Top of Data section

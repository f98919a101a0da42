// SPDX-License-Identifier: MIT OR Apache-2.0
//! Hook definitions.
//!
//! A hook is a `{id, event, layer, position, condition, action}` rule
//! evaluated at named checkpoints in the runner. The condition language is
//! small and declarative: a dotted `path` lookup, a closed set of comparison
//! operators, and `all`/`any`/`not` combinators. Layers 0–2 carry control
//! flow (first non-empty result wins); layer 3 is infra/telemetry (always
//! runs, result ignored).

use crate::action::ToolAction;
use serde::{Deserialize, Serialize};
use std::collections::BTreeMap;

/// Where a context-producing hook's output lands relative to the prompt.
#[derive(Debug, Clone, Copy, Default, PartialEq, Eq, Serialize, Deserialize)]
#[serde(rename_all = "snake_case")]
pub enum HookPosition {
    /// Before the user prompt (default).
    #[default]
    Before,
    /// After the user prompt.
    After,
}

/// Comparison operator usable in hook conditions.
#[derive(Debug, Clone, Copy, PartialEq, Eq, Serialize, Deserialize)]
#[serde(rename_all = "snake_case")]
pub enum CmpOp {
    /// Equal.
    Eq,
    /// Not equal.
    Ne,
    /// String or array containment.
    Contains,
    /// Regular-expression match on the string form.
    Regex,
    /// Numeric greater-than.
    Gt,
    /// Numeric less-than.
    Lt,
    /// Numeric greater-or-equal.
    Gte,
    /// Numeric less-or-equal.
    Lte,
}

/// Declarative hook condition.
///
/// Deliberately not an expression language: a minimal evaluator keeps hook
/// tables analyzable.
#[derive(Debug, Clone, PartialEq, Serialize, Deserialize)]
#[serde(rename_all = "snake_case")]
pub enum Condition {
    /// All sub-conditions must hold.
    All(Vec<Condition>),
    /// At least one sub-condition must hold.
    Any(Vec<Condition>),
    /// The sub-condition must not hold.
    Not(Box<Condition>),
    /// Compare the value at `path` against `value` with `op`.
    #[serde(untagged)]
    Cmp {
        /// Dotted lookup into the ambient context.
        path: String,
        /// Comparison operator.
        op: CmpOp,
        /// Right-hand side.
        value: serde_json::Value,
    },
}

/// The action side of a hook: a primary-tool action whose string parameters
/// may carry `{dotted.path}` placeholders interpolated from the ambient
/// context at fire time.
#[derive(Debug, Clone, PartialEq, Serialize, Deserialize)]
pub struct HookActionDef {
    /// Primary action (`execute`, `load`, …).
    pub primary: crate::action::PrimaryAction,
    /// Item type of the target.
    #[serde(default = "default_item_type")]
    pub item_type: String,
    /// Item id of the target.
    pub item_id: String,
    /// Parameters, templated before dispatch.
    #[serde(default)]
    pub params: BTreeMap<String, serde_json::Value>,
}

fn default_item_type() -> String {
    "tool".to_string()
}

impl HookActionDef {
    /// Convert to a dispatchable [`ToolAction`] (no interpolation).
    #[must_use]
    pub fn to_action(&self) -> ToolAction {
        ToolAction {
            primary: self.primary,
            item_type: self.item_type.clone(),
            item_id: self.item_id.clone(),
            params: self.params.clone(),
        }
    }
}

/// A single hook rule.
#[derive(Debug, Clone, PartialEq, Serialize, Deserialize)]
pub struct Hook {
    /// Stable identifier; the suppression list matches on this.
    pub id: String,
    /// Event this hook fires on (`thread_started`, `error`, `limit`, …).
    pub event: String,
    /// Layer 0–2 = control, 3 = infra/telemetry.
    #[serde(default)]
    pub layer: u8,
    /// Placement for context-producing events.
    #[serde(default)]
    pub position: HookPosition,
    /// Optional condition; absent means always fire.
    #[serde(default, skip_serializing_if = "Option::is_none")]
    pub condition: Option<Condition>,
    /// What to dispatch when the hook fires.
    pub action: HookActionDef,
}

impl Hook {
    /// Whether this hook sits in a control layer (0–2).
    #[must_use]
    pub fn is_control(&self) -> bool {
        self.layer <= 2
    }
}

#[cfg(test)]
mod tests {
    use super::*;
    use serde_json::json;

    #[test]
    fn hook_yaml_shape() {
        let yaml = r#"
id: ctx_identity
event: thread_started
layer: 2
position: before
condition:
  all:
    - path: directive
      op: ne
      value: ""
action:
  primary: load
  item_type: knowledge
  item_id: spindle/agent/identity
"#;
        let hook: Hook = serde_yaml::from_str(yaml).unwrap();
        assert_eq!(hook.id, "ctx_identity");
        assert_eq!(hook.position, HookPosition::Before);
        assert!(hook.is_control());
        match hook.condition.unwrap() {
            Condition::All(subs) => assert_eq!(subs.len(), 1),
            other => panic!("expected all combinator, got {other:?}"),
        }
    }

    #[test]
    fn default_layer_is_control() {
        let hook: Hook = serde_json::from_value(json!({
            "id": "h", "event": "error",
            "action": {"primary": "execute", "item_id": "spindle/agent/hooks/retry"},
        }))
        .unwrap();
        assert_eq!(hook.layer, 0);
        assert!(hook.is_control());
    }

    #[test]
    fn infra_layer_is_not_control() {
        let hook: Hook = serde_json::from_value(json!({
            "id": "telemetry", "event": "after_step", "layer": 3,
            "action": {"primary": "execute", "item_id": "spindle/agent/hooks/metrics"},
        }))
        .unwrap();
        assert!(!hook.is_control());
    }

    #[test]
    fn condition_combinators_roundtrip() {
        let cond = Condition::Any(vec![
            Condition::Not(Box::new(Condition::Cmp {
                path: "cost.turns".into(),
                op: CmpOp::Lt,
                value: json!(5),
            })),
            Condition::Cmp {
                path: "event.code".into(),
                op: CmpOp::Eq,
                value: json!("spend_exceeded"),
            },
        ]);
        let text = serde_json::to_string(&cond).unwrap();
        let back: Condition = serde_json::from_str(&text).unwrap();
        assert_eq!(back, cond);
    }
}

Bottom of Data section
Top of Data section

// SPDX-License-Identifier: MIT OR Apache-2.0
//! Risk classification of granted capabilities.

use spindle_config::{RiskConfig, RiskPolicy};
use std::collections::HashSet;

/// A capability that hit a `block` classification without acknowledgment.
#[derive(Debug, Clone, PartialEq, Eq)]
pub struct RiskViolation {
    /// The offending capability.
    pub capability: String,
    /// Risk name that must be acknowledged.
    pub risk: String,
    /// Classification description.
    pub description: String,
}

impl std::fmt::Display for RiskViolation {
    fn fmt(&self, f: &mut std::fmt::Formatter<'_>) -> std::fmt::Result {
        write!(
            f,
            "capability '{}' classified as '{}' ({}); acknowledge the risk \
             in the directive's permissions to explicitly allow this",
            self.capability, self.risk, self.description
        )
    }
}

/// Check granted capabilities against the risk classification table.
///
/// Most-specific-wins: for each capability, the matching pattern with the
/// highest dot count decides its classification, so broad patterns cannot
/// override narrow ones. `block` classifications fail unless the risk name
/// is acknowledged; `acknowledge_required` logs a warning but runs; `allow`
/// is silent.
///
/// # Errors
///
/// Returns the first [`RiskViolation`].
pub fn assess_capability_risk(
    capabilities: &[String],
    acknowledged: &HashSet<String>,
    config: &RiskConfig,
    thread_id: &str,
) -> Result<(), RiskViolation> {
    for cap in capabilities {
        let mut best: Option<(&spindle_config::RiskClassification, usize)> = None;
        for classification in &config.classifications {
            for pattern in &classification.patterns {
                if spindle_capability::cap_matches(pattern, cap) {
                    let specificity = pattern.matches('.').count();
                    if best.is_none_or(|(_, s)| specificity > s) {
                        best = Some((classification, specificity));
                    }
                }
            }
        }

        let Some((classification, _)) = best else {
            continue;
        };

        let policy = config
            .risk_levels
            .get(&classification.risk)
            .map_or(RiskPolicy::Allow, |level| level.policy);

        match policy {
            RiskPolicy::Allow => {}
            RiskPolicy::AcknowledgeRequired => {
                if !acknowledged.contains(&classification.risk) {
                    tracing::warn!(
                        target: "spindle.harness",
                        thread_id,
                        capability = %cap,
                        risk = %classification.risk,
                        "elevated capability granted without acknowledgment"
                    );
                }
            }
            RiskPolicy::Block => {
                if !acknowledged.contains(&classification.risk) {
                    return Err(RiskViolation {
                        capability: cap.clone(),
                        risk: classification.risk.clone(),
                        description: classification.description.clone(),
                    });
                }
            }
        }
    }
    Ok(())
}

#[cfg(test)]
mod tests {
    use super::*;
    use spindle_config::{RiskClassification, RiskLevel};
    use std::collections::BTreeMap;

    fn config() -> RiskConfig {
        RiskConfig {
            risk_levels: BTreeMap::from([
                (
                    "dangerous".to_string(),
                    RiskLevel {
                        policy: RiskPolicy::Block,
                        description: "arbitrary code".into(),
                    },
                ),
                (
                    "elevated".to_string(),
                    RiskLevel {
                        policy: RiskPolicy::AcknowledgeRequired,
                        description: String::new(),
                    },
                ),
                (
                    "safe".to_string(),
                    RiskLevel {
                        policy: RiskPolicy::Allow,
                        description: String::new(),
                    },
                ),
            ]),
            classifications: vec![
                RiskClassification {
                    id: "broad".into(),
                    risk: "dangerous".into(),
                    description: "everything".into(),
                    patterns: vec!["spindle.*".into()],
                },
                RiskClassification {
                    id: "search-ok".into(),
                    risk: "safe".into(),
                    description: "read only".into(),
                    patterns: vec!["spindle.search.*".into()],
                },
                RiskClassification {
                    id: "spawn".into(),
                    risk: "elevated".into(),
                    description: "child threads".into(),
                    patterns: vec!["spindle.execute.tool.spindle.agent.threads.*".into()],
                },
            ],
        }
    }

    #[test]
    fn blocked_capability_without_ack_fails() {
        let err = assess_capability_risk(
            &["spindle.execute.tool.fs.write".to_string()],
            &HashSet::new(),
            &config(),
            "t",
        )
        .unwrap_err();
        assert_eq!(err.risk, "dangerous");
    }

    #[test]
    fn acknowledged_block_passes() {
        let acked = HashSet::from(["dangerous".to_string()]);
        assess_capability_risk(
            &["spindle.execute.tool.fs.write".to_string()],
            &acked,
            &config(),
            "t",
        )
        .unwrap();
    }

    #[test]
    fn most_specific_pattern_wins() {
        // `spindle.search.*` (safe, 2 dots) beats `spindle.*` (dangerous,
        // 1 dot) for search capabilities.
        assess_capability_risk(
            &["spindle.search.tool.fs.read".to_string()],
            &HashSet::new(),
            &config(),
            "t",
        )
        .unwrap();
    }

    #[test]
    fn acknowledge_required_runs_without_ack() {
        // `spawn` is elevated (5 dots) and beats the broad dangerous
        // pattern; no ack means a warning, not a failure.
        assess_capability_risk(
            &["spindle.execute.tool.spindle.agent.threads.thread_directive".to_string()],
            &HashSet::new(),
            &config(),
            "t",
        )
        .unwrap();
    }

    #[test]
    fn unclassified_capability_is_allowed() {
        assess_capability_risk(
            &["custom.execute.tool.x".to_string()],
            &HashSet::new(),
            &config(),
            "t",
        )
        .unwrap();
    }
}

Bottom of Data section

◆ Work order: In the entries above, find the line holding "repository f98919a101a0da42" and the line holding "whose string parameters", then retype exactly those two lines and every line between them, and nothing else.

◆ Task output:
repository f98919a101a0da42
// SPDX-License-Identifier: MIT OR Apache-2.0
//! Hook definitions.
//!
//! A hook is a `{id, event, layer, position, condition, action}` rule
//! evaluated at named checkpoints in the runner. The condition language is
//! small and declarative: a dotted `path` lookup, a closed set of comparison
//! operators, and `all`/`any`/`not` combinators. Layers 0–2 carry control
//! flow (first non-empty result wins); layer 3 is infra/telemetry (always
//! runs, result ignored).

use crate::action::ToolAction;
use serde::{Deserialize, Serialize};
use std::collections::BTreeMap;

/// Where a context-producing hook's output lands relative to the prompt.
#[derive(Debug, Clone, Copy, Default, PartialEq, Eq, Serialize, Deserialize)]
#[serde(rename_all = "snake_case")]
pub enum HookPosition {
    /// Before the user prompt (default).
    #[default]
    Before,
    /// After the user prompt.
    After,
}

/// Comparison operator usable in hook conditions.
#[derive(Debug, Clone, Copy, PartialEq, Eq, Serialize, Deserialize)]
#[serde(rename_all = "snake_case")]
pub enum CmpOp {
    /// Equal.
    Eq,
    /// Not equal.
    Ne,
    /// String or array containment.
    Contains,
    /// Regular-expression match on the string form.
    Regex,
    /// Numeric greater-than.
    Gt,
    /// Numeric less-than.
    Lt,
    /// Numeric greater-or-equal.
    Gte,
    /// Numeric less-or-equal.
    Lte,
}

/// Declarative hook condition.
///
/// Deliberately not an expression language: a minimal evaluator keeps hook
/// tables analyzable.
#[derive(Debug, Clone, PartialEq, Serialize, Deserialize)]
#[serde(rename_all = "snake_case")]
pub enum Condition {
    /// All sub-conditions must hold.
    All(Vec<Condition>),
    /// At least one sub-condition must hold.
    Any(Vec<Condition>),
    /// The sub-condition must not hold.
    Not(Box<Condition>),
    /// Compare the value at `path` against `value` with `op`.
    #[serde(untagged)]
    Cmp {
        /// Dotted lookup into the ambient context.
        path: String,
        /// Comparison operator.
        op: CmpOp,
        /// Right-hand side.
        value: serde_json::Value,
    },
}

/// The action side of a hook: a primary-tool action whose string parameters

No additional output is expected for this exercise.